Those of us who practice in the area of estate planning are regularly confronted with families behaving at their worst. People who are normally thoughtful and connected with their emotions revert to fighting children, figuratively, sometimes literally, scratching, punching and pulling each other's hair. Even where there is no overt conflict, it seems that nearly every family has some amount of tension percolating just beneath the surface as they address family inheritance issues.

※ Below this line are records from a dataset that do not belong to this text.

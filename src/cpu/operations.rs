//! CPU operation implementations
//!
//! Operations are timing-independent: they apply the logical effect of an
//! instruction to the registers once the bus sequence has produced an operand.

use super::cpu::{Cpu, FLAG_C, FLAG_D, FLAG_I, FLAG_N, FLAG_V, FLAG_Z};
use super::opcode::Mnemonic;

// Unstable "magic" constants of the ANE/LXA opcodes, as measured on a front-loader
const XAA_MAGIC: u8 = 0xEE;
const LXA_MAGIC: u8 = 0xFF;

impl Cpu {
    fn set_flag(&mut self, flag: u8, condition: bool) {
        if condition {
            self.p |= flag;
        } else {
            self.p &= !flag;
        }
    }

    fn update_nz_flags(&mut self, value: u8) {
        self.set_flag(FLAG_N, value & 0x80 != 0);
        self.set_flag(FLAG_Z, value == 0);
    }

    fn carry(&self) -> u8 {
        self.p & FLAG_C
    }

    fn adc(&mut self, operand: u8) {
        let sum = self.a as u16 + operand as u16 + self.carry() as u16;
        // Overflow when both inputs share a sign the result does not
        let overflow = (self.a ^ sum as u8) & (operand ^ sum as u8) & 0x80 != 0;
        self.a = sum as u8;
        self.set_flag(FLAG_C, sum > 0xFF);
        self.set_flag(FLAG_V, overflow);
        self.update_nz_flags(self.a);
    }

    fn sbc(&mut self, operand: u8) {
        self.adc(!operand);
    }

    fn compare(&mut self, register: u8, operand: u8) {
        self.set_flag(FLAG_C, register >= operand);
        self.update_nz_flags(register.wrapping_sub(operand));
    }

    fn asl(&mut self, value: u8) -> u8 {
        self.set_flag(FLAG_C, value & 0x80 != 0);
        let result = value << 1;
        self.update_nz_flags(result);
        result
    }

    fn lsr(&mut self, value: u8) -> u8 {
        self.set_flag(FLAG_C, value & 0x01 != 0);
        let result = value >> 1;
        self.update_nz_flags(result);
        result
    }

    fn rol(&mut self, value: u8) -> u8 {
        let result = (value << 1) | self.carry();
        self.set_flag(FLAG_C, value & 0x80 != 0);
        self.update_nz_flags(result);
        result
    }

    fn ror(&mut self, value: u8) -> u8 {
        let result = (value >> 1) | (self.carry() << 7);
        self.set_flag(FLAG_C, value & 0x01 != 0);
        self.update_nz_flags(result);
        result
    }

    /// Apply an operation that consumes a byte read from memory (or an immediate)
    pub(super) fn read_operation(&mut self, mnemonic: Mnemonic, operand: u8) {
        use Mnemonic::*;
        match mnemonic {
            LDA => {
                self.a = operand;
                self.update_nz_flags(self.a);
            }
            LDX => {
                self.x = operand;
                self.update_nz_flags(self.x);
            }
            LDY => {
                self.y = operand;
                self.update_nz_flags(self.y);
            }
            LAX => {
                self.a = operand;
                self.x = operand;
                self.update_nz_flags(operand);
            }
            ADC => self.adc(operand),
            SBC => self.sbc(operand),
            AND => {
                self.a &= operand;
                self.update_nz_flags(self.a);
            }
            ORA => {
                self.a |= operand;
                self.update_nz_flags(self.a);
            }
            EOR => {
                self.a ^= operand;
                self.update_nz_flags(self.a);
            }
            CMP => self.compare(self.a, operand),
            CPX => self.compare(self.x, operand),
            CPY => self.compare(self.y, operand),
            BIT => {
                self.set_flag(FLAG_Z, self.a & operand == 0);
                self.set_flag(FLAG_N, operand & 0x80 != 0);
                self.set_flag(FLAG_V, operand & 0x40 != 0);
            }
            ANC => {
                self.a &= operand;
                self.update_nz_flags(self.a);
                self.set_flag(FLAG_C, self.a & 0x80 != 0);
            }
            ALR => {
                let value = self.a & operand;
                self.a = self.lsr(value);
            }
            ARR => {
                let value = self.a & operand;
                self.a = (value >> 1) | (self.carry() << 7);
                self.update_nz_flags(self.a);
                self.set_flag(FLAG_C, self.a & 0x40 != 0);
                self.set_flag(FLAG_V, ((self.a >> 6) ^ (self.a >> 5)) & 0x01 != 0);
            }
            AXS => {
                let value = self.a & self.x;
                self.set_flag(FLAG_C, value >= operand);
                self.x = value.wrapping_sub(operand);
                self.update_nz_flags(self.x);
            }
            XAA => {
                self.a = (self.a | XAA_MAGIC) & self.x & operand;
                self.update_nz_flags(self.a);
            }
            LXA => {
                self.a = (self.a | LXA_MAGIC) & operand;
                self.x = self.a;
                self.update_nz_flags(self.a);
            }
            LAS => {
                let value = operand & self.sp;
                self.a = value;
                self.x = value;
                self.sp = value;
                self.update_nz_flags(value);
            }
            _ => {}
        }
    }

    /// Apply a read-modify-write operation; returns the byte to write back
    pub(super) fn modify_operation(&mut self, mnemonic: Mnemonic, value: u8) -> u8 {
        use Mnemonic::*;
        match mnemonic {
            ASL => self.asl(value),
            LSR => self.lsr(value),
            ROL => self.rol(value),
            ROR => self.ror(value),
            INC => {
                let result = value.wrapping_add(1);
                self.update_nz_flags(result);
                result
            }
            DEC => {
                let result = value.wrapping_sub(1);
                self.update_nz_flags(result);
                result
            }
            SLO => {
                let result = self.asl(value);
                self.read_operation(ORA, result);
                result
            }
            RLA => {
                let result = self.rol(value);
                self.read_operation(AND, result);
                result
            }
            SRE => {
                let result = self.lsr(value);
                self.read_operation(EOR, result);
                result
            }
            RRA => {
                let result = self.ror(value);
                self.adc(result);
                result
            }
            DCP => {
                let result = value.wrapping_sub(1);
                self.compare(self.a, result);
                result
            }
            ISC => {
                let result = value.wrapping_add(1);
                self.sbc(result);
                result
            }
            _ => value,
        }
    }

    /// Apply a single-byte instruction (implied or accumulator addressing)
    pub(super) fn implied_operation(&mut self, mnemonic: Mnemonic) {
        use Mnemonic::*;
        match mnemonic {
            CLC => self.p &= !FLAG_C,
            SEC => self.p |= FLAG_C,
            CLI => self.p &= !FLAG_I,
            SEI => self.p |= FLAG_I,
            CLV => self.p &= !FLAG_V,
            CLD => self.p &= !FLAG_D,
            SED => self.p |= FLAG_D,
            TAX => {
                self.x = self.a;
                self.update_nz_flags(self.x);
            }
            TAY => {
                self.y = self.a;
                self.update_nz_flags(self.y);
            }
            TXA => {
                self.a = self.x;
                self.update_nz_flags(self.a);
            }
            TYA => {
                self.a = self.y;
                self.update_nz_flags(self.a);
            }
            TSX => {
                self.x = self.sp;
                self.update_nz_flags(self.x);
            }
            TXS => self.sp = self.x,
            INX => {
                self.x = self.x.wrapping_add(1);
                self.update_nz_flags(self.x);
            }
            INY => {
                self.y = self.y.wrapping_add(1);
                self.update_nz_flags(self.y);
            }
            DEX => {
                self.x = self.x.wrapping_sub(1);
                self.update_nz_flags(self.x);
            }
            DEY => {
                self.y = self.y.wrapping_sub(1);
                self.update_nz_flags(self.y);
            }
            ASL | LSR | ROL | ROR => self.a = self.modify_operation(mnemonic, self.a),
            _ => {}
        }
    }

    /// Register value a store instruction puts on the bus
    pub(super) fn store_value(&self, mnemonic: Mnemonic) -> u8 {
        use Mnemonic::*;
        match mnemonic {
            STA => self.a,
            STX => self.x,
            STY => self.y,
            SAX | SHA | TAS => self.a & self.x,
            SHX => self.x,
            SHY => self.y,
            _ => 0,
        }
    }

    /// Condition tested by a branch mnemonic
    pub(super) fn branch_taken(&self, mnemonic: Mnemonic) -> bool {
        use Mnemonic::*;
        match mnemonic {
            BPL => self.p & FLAG_N == 0,
            BMI => self.p & FLAG_N != 0,
            BVC => self.p & FLAG_V == 0,
            BVS => self.p & FLAG_V != 0,
            BCC => self.p & FLAG_C == 0,
            BCS => self.p & FLAG_C != 0,
            BNE => self.p & FLAG_Z == 0,
            BEQ => self.p & FLAG_Z != 0,
            _ => false,
        }
    }
}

Stories of families in conflict at the death of a loved one are regular fodder in the media. It is easy to mock them; they look ridiculous, and it all seems so petty. We wonder why people just can't get along. But, after some study, I have learned that what appears as greed and pettiness are really symptoms of survivors' struggle to feel loved and important. The fight for money and things — Dad's watch, Mom's wedding ring — is not about the object or the money itself, but about what they symbolize: importance, love, security, self-esteem, connectedness and immortality.
The old adage that "money makes people do funny things" doesn't do justice to the real problems and root causes of family conflict. Money is not the core reason that families fight; money is how we keep score in the fight for the intangibles of love, approval, and primordial survival. Money and possessions also help allay the fears of those left behind. When families fight, greed is rarely the principal motive.
The combatants can always trace their problems back several years, if not all the way back to childhood. For some, the trouble starts with the involvement of nonfamily: "Everything changed when dad remarried," or "We all got along until my brother-in-law started calling the shots." It is clear that inheritance conflict doesn't come out of the blue; it is a continuation of long-term relationship problems that resurface upon the illness or death of a loved one. And it's not just about money or greed; it's about more, much more. But what is it that so often drives people to wage war against their own flesh and blood over a loved one's estate?
There are five basic reasons why families fight in matters of inheritance. First, humans are genetically predisposed to competition and conflict. Second, our psychological sense of self is intertwined with the approval that an inheritance represents, especially when the decedent is a parent. Third, we are genetically hardwired to be on the lookout for exclusion, sometimes finding it when it doesn't exist. Fourth, families fight because the death of a loved one activates the death anxieties of those left behind. And finally, in some cases, one or more members of a family has a partial or full-blown personality disorder that causes them to distort and escalate natural family rivalries into personal and legal battles. These sources of family conflict are not mutually exclusive; in most cases, some combination of the five elements present themselves in a combustible cocktail of family rivalry and conflict.
A significant number of inheritance disputes also involve testators and beneficiaries who come from dysfunctional families, are mentally ill or addicted, or suffer from one or more of the four Cluster B personality disorders as defined in the Diagnostic and Statistical Manual (DSM IV): antisocial, borderline, histrionic or narcissistic.